_What is needed_:
State the number of lines in these records holding "JobError". Say nothing more.

━━━━━━━━━━

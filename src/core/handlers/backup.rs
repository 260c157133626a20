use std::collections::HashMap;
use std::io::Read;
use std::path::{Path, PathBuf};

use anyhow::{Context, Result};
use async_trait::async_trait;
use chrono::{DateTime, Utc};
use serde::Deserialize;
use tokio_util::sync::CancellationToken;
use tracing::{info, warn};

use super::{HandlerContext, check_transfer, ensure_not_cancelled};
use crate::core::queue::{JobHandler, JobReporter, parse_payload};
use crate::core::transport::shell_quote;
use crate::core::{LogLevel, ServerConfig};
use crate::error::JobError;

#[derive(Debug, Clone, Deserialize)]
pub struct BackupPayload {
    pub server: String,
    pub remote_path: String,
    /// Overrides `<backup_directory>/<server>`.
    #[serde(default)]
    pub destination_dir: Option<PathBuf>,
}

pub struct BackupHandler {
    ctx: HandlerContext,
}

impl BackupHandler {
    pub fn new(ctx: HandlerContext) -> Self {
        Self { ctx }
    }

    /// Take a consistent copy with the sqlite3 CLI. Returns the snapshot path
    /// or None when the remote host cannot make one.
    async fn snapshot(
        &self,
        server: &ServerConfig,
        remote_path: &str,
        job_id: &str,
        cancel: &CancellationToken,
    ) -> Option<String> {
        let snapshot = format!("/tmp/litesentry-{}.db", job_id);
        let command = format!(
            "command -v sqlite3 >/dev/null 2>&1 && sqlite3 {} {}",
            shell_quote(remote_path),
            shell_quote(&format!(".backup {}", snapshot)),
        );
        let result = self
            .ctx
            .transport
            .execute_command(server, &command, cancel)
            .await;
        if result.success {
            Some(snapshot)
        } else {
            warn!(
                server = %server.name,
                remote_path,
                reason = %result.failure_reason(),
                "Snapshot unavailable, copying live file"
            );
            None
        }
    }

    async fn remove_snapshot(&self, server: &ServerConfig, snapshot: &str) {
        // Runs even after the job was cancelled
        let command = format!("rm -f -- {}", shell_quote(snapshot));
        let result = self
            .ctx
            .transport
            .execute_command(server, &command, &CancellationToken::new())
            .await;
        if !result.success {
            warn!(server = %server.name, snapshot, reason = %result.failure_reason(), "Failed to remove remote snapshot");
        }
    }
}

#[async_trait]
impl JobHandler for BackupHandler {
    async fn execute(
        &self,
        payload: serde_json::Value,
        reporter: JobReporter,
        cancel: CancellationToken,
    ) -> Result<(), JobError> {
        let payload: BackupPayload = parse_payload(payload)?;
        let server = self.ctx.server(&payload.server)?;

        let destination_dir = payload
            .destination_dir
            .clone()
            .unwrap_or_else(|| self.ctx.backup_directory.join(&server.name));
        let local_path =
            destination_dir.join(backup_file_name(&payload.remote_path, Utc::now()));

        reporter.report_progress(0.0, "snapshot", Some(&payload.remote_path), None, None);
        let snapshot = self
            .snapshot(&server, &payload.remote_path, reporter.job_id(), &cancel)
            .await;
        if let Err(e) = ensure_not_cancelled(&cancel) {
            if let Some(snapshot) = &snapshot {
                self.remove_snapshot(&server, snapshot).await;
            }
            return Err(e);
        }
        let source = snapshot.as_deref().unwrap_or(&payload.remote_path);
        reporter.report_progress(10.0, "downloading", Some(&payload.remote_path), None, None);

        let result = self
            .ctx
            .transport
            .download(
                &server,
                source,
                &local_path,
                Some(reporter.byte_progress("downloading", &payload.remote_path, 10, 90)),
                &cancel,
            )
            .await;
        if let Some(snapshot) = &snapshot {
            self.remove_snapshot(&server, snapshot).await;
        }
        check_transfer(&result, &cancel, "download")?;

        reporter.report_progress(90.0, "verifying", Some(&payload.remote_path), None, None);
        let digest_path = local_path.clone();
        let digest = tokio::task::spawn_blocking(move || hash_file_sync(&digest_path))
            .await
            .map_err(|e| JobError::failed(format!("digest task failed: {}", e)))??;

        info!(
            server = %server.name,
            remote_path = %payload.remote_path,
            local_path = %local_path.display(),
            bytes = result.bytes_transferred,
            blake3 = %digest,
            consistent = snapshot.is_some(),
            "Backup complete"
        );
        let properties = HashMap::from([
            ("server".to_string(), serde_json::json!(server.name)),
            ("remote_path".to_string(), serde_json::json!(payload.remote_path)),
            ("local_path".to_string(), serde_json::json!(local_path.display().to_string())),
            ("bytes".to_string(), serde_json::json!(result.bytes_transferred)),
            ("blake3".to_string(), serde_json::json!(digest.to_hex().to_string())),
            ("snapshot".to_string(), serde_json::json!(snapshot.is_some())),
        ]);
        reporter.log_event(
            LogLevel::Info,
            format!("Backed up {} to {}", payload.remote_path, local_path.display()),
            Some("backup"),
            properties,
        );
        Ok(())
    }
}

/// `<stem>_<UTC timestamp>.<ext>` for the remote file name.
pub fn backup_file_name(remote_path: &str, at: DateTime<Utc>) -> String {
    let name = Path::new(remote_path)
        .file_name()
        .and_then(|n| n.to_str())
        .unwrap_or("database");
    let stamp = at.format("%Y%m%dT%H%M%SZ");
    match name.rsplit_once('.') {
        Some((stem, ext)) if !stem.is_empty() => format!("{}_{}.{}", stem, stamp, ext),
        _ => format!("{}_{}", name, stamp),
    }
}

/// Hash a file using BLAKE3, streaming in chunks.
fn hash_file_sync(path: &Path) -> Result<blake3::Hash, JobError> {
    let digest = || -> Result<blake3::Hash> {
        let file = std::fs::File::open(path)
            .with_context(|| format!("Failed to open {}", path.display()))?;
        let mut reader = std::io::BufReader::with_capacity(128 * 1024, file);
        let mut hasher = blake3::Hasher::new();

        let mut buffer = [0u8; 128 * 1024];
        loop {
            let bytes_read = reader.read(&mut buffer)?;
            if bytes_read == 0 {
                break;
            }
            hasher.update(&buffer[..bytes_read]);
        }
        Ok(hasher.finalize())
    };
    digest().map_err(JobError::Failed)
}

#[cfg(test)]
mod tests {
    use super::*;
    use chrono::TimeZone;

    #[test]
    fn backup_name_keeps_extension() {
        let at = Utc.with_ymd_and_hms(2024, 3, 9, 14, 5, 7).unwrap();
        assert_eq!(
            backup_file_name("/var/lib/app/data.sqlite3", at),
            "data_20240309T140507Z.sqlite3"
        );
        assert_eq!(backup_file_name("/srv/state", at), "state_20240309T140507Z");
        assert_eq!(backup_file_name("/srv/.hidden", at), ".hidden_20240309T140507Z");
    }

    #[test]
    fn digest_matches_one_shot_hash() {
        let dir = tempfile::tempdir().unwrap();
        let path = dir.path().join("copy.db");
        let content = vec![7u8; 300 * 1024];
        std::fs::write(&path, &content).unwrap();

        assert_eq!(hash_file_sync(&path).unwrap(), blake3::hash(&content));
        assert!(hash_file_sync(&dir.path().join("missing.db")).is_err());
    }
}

━━━━━━━━━━

_Task answer_:
5